* _What needs to be done_:
Scan the data below and copy each line where "DateTime" occurs.

* _Entries shown_:
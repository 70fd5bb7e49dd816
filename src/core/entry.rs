// src/core/entry.rs
use crate::core::scoring;
use crate::error::TranslatorError;
use chrono::{DateTime, Utc};
use serde::{Deserialize, Serialize};

/// One directional phrase translation and its reputation.
///
/// The score history is the source of truth. `evaluation_count` and
/// `average_score` are caches that every mutation rederives before returning.
#[derive(Debug, Clone, PartialEq, Serialize, Deserialize)]
#[serde(from = "PersistedEntry")]
pub struct EntryRecord {
    #[serde(rename = "text")]
    translated_text: String,
    average_score: f64,
    evaluation_count: usize,
    score_history: Vec<f64>,
    created_at: DateTime<Utc>,
    last_modified_at: DateTime<Utc>,
}

/// On-disk shape of a record. Counts and averages read from disk are not
/// trusted; `From` recomputes both from the history.
#[derive(Deserialize)]
struct PersistedEntry {
    text: String,
    average_score: f64,
    evaluation_count: usize,
    score_history: Vec<f64>,
    created_at: DateTime<Utc>,
    last_modified_at: DateTime<Utc>,
}

impl From<PersistedEntry> for EntryRecord {
    fn from(raw: PersistedEntry) -> Self {
        let mut entry = EntryRecord {
            translated_text: raw.text,
            average_score: raw.average_score,
            evaluation_count: raw.evaluation_count,
            score_history: raw.score_history,
            created_at: raw.created_at,
            last_modified_at: raw.last_modified_at,
        };
        entry.recompute();
        entry
    }
}

impl EntryRecord {
    /// A fresh record whose history holds only the seed score.
    pub fn new(translated_text: impl Into<String>, seed_score: f64) -> Self {
        let at = Utc::now();
        Self {
            translated_text: translated_text.into(),
            average_score: seed_score,
            evaluation_count: 1,
            score_history: vec![seed_score],
            created_at: at,
            last_modified_at: at,
        }
    }

    /// Rebuilds a record from an explicit history, e.g. one received from a
    /// foreign dictionary.
    pub fn from_history(
        translated_text: impl Into<String>,
        score_history: Vec<f64>,
        created_at: DateTime<Utc>,
        last_modified_at: DateTime<Utc>,
    ) -> Self {
        let mut entry = Self {
            translated_text: translated_text.into(),
            average_score: 0.0,
            evaluation_count: 0,
            score_history,
            created_at,
            last_modified_at,
        };
        entry.recompute();
        entry
    }

    pub fn translated_text(&self) -> &str {
        &self.translated_text
    }

    pub fn score_history(&self) -> &[f64] {
        &self.score_history
    }

    pub fn evaluation_count(&self) -> usize {
        self.evaluation_count
    }

    pub fn average_score(&self) -> f64 {
        self.average_score
    }

    pub fn created_at(&self) -> DateTime<Utc> {
        self.created_at
    }

    pub fn last_modified_at(&self) -> DateTime<Utc> {
        self.last_modified_at
    }

    /// Appends one human rating. Returns (previous average, new average).
    /// A rejected score leaves the record untouched.
    pub fn record_score(&mut self, score: f64) -> Result<(f64, f64), TranslatorError> {
        let score = scoring::validate_score(score)?;
        let previous = self.average_score;
        self.score_history.push(score);
        self.recompute();
        self.last_modified_at = Utc::now();
        Ok((previous, self.average_score))
    }

    /// Folds a foreign copy of the same key into this record.
    /// Foreign text wins; histories are concatenated, local first.
    pub fn absorb(&mut self, foreign: &EntryRecord, at: DateTime<Utc>) {
        if foreign.translated_text != self.translated_text {
            self.translated_text = foreign.translated_text.clone();
        }
        self.score_history = scoring::combine(&self.score_history, &foreign.score_history);
        self.recompute();
        self.last_modified_at = at;
    }

    /// Checks the shape a record must have before it may enter a store by merge.
    pub fn validate(&self) -> Result<(), TranslatorError> {
        if self.translated_text.is_empty() {
            return Err(TranslatorError::MalformedEntry(
                "translation text is empty".to_string(),
            ));
        }
        if self.score_history.is_empty() {
            return Err(TranslatorError::MalformedEntry(
                "score history is empty".to_string(),
            ));
        }
        if let Some(bad) = self
            .score_history
            .iter()
            .find(|s| scoring::validate_score(**s).is_err())
        {
            return Err(TranslatorError::MalformedEntry(format!(
                "score {bad} in history is outside the 1-10 range"
            )));
        }
        Ok(())
    }

    /// An empty history averages to zero; `validate` rejects such records.
    fn recompute(&mut self) {
        self.evaluation_count = self.score_history.len();
        self.average_score = scoring::mean(&self.score_history).unwrap_or(0.0);
    }
}

#[cfg(test)]
mod tests {
    use super::*;

    #[test]
    fn evaluation_appends_and_rederives() {
        let mut entry = EntryRecord::new("hello", 5.0);
        let (prev, new) = entry.record_score(9.0).unwrap();
        assert_eq!(prev, 5.0);
        assert_eq!(new, 7.0);
        assert_eq!(entry.score_history(), &[5.0, 9.0]);
        assert_eq!(entry.evaluation_count(), 2);
    }

    #[test]
    fn rejected_score_leaves_record_unchanged() {
        let mut entry = EntryRecord::new("hello", 5.0);
        let before = entry.clone();
        assert!(matches!(
            entry.record_score(11.0),
            Err(TranslatorError::InvalidScore(_))
        ));
        assert!(entry.record_score(0.0).is_err());
        assert_eq!(entry, before);
    }

    #[test]
    fn absorb_prefers_foreign_text_and_concatenates() {
        let now = Utc::now();
        let mut local = EntryRecord::from_history("thanks", vec![4.0, 6.0], now, now);
        let foreign = EntryRecord::from_history("thank you", vec![8.0], now, now);
        local.absorb(&foreign, now);
        assert_eq!(local.translated_text(), "thank you");
        assert_eq!(local.score_history(), &[4.0, 6.0, 8.0]);
        assert_eq!(local.evaluation_count(), 3);
        assert_eq!(local.average_score(), 6.0);
    }

    #[test]
    fn validate_flags_bad_shapes() {
        let now = Utc::now();
        assert!(EntryRecord::from_history("x", vec![], now, now).validate().is_err());
        assert!(EntryRecord::from_history("x", vec![12.0], now, now).validate().is_err());
        assert!(EntryRecord::from_history("", vec![5.0], now, now).validate().is_err());
        assert!(EntryRecord::new("x", 5.0).validate().is_ok());
    }

    #[test]
    fn persisted_counts_are_rederived() {
        let json = r#"{
            "text": "merci",
            "average_score": 1.0,
            "evaluation_count": 9,
            "score_history": [8.0, 6.0],
            "created_at": "2024-01-01T00:00:00Z",
            "last_modified_at": "2024-01-02T00:00:00Z"
        }"#;
        let entry: EntryRecord = serde_json::from_str(json).unwrap();
        assert_eq!(entry.evaluation_count(), 2);
        assert_eq!(entry.average_score(), 7.0);
    }

    #[test]
    fn persisted_empty_history_zeroes_the_caches() {
        let json = r#"{
            "text": "merci",
            "average_score": 4.0,
            "evaluation_count": 9,
            "score_history": [],
            "created_at": "2024-01-01T00:00:00Z",
            "last_modified_at": "2024-01-02T00:00:00Z"
        }"#;
        let entry: EntryRecord = serde_json::from_str(json).unwrap();
        assert_eq!(entry.evaluation_count(), 0);
        assert_eq!(entry.average_score(), 0.0);
        assert!(entry.validate().is_err());
    }
}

* _Exercise response_:
use chrono::{DateTime, Utc};
    created_at: DateTime<Utc>,
    last_modified_at: DateTime<Utc>,
    created_at: DateTime<Utc>,
    last_modified_at: DateTime<Utc>,
        created_at: DateTime<Utc>,
        last_modified_at: DateTime<Utc>,
    pub fn created_at(&self) -> DateTime<Utc> {
    pub fn last_modified_at(&self) -> DateTime<Utc> {
    pub fn absorb(&mut self, foreign: &EntryRecord, at: DateTime<Utc>) {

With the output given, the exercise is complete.